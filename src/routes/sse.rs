use crate::state::StudentState;
use axum::{
    extract::State,
    response::sse::{Event, KeepAlive, Sse},
};
use futures::{Stream, StreamExt, future};
use serde::Serialize;
use std::convert::Infallible;
use tokio_stream::wrappers::{BroadcastStream, errors::BroadcastStreamRecvError};

#[derive(Debug, Clone, PartialEq, Eq, Serialize)]
#[serde(tag = "kind", rename_all = "snake_case")]
pub enum StudentChange {
    Created { id: i64 },
    Updated { id: i64 },
    Deleted { id: i64 },
    Imported { count: usize },
}

impl StudentChange {
    pub const fn event_name(&self) -> &'static str {
        match self {
            Self::Created { .. } => "created",
            Self::Updated { .. } => "updated",
            Self::Deleted { .. } => "deleted",
            Self::Imported { .. } => "imported",
        }
    }
}

pub async fn sse_feed(
    State(state): State<StudentState>,
) -> Sse<impl Stream<Item = Result<Event, Infallible>>> {
    let changes = BroadcastStream::new(state.subscribe_to_change_feed()).filter_map(|change| {
        future::ready(match change {
            Ok(change) => match Event::default().event(change.event_name()).json_data(&change) {
                Ok(event) => Some(Ok(event)),
                Err(e) => {
                    error!(?e, ?change, "Error serialising change event");
                    None
                }
            },
            Err(BroadcastStreamRecvError::Lagged(skipped)) => {
                warn!(skipped, "change feed subscriber lagged");
                None
            }
        })
    });

    Sse::new(changes).keep_alive(KeepAlive::default())
}
use std::sync::Arc;
use std::time::Duration;

use clap::Parser;
use matrix_mul::{MatrixMul, PipelineConfig};
use numbers_client::{ClientConfig, DEFAULT_BASE_URL, HttpNumbersClient};
use tracing_subscriber::EnvFilter;

/// Multiply the numbers service's datasets and submit the digest.
#[derive(Debug, Parser)]
#[command(name = "matrix-mul", version)]
struct Args {
    /// Side length of both matrices.
    #[arg(long, env = "MATRIX_SIZE", default_value_t = 1000)]
    size: usize,

    /// Base URL of the numbers service.
    #[arg(long, env = "NUMBERS_BASE_URL", default_value = DEFAULT_BASE_URL)]
    base_url: String,

    /// Maximum concurrent row fetches per dataset (default: all rows at once).
    #[arg(long, env = "MATRIX_MAX_IN_FLIGHT")]
    max_in_flight: Option<usize>,

    /// Per-request timeout in seconds.
    #[arg(long, env = "NUMBERS_TIMEOUT_SECS", default_value_t = 30)]
    timeout_secs: u64,
}

#[tokio::main]
async fn main() -> Result<(), Box<dyn std::error::Error>> {
    tracing_subscriber::fmt()
        .with_env_filter(
            EnvFilter::try_from_default_env().unwrap_or_else(|_| EnvFilter::new("info")),
        )
        .init();

    let args = Args::parse();

    let client = HttpNumbersClient::new(ClientConfig {
        base_url: args.base_url.into(),
        timeout: Duration::from_secs(args.timeout_secs),
        ..ClientConfig::default()
    })?;

    let mm = MatrixMul::new(
        Arc::new(client),
        PipelineConfig {
            size: args.size,
            max_in_flight: args.max_in_flight,
        },
    );

    println!("Multiplying {0}x{0} matrices...", args.size);
    let report = mm.run().await?;

    println!("Validator response: {}", report.submission.body);
    println!(
        "Hash Submission took {} ms",
        report.submit_elapsed.as_millis()
    );
    if !report.submission.success {
        tracing::warn!("validator did not accept the submission");
    }

    Ok(())
}
//! Single-vector retrieval with payload validation.

use std::sync::Arc;

use numbers_client::NumbersService;
use numbers_types::{Axis, Dataset};

use crate::RetrievalError;

/// Fetches one row or column of a dataset and checks it is well-formed.
///
/// No retries happen here; a failed call is reported as-is.
#[derive(Clone)]
pub struct VectorFetcher {
    service: Arc<dyn NumbersService>,
}

impl VectorFetcher {
    pub fn new(service: Arc<dyn NumbersService>) -> Self {
        Self { service }
    }

    /// Retrieves vector `index` of `dataset` along `axis`, which must hold
    /// exactly `size` elements.
    pub async fn fetch(
        &self,
        dataset: Dataset,
        axis: Axis,
        index: usize,
        size: usize,
    ) -> Result<Vec<i32>, RetrievalError> {
        let response = self.service.fetch_vector(dataset, axis, index).await?;

        if !response.success {
            return Err(RetrievalError::Rejected(response.cause.unwrap_or_default()));
        }

        let value = response.value.ok_or(RetrievalError::MissingValue)?;
        if value.len() != size {
            return Err(RetrievalError::LengthMismatch {
                expected: size,
                actual: value.len(),
            });
        }

        tracing::trace!(%dataset, %axis, index, "vector fetched");
        Ok(value)
    }
}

Problem to solve.
Please state how many lines in the records contain the word "warn", and give only that number.

Answer box.
2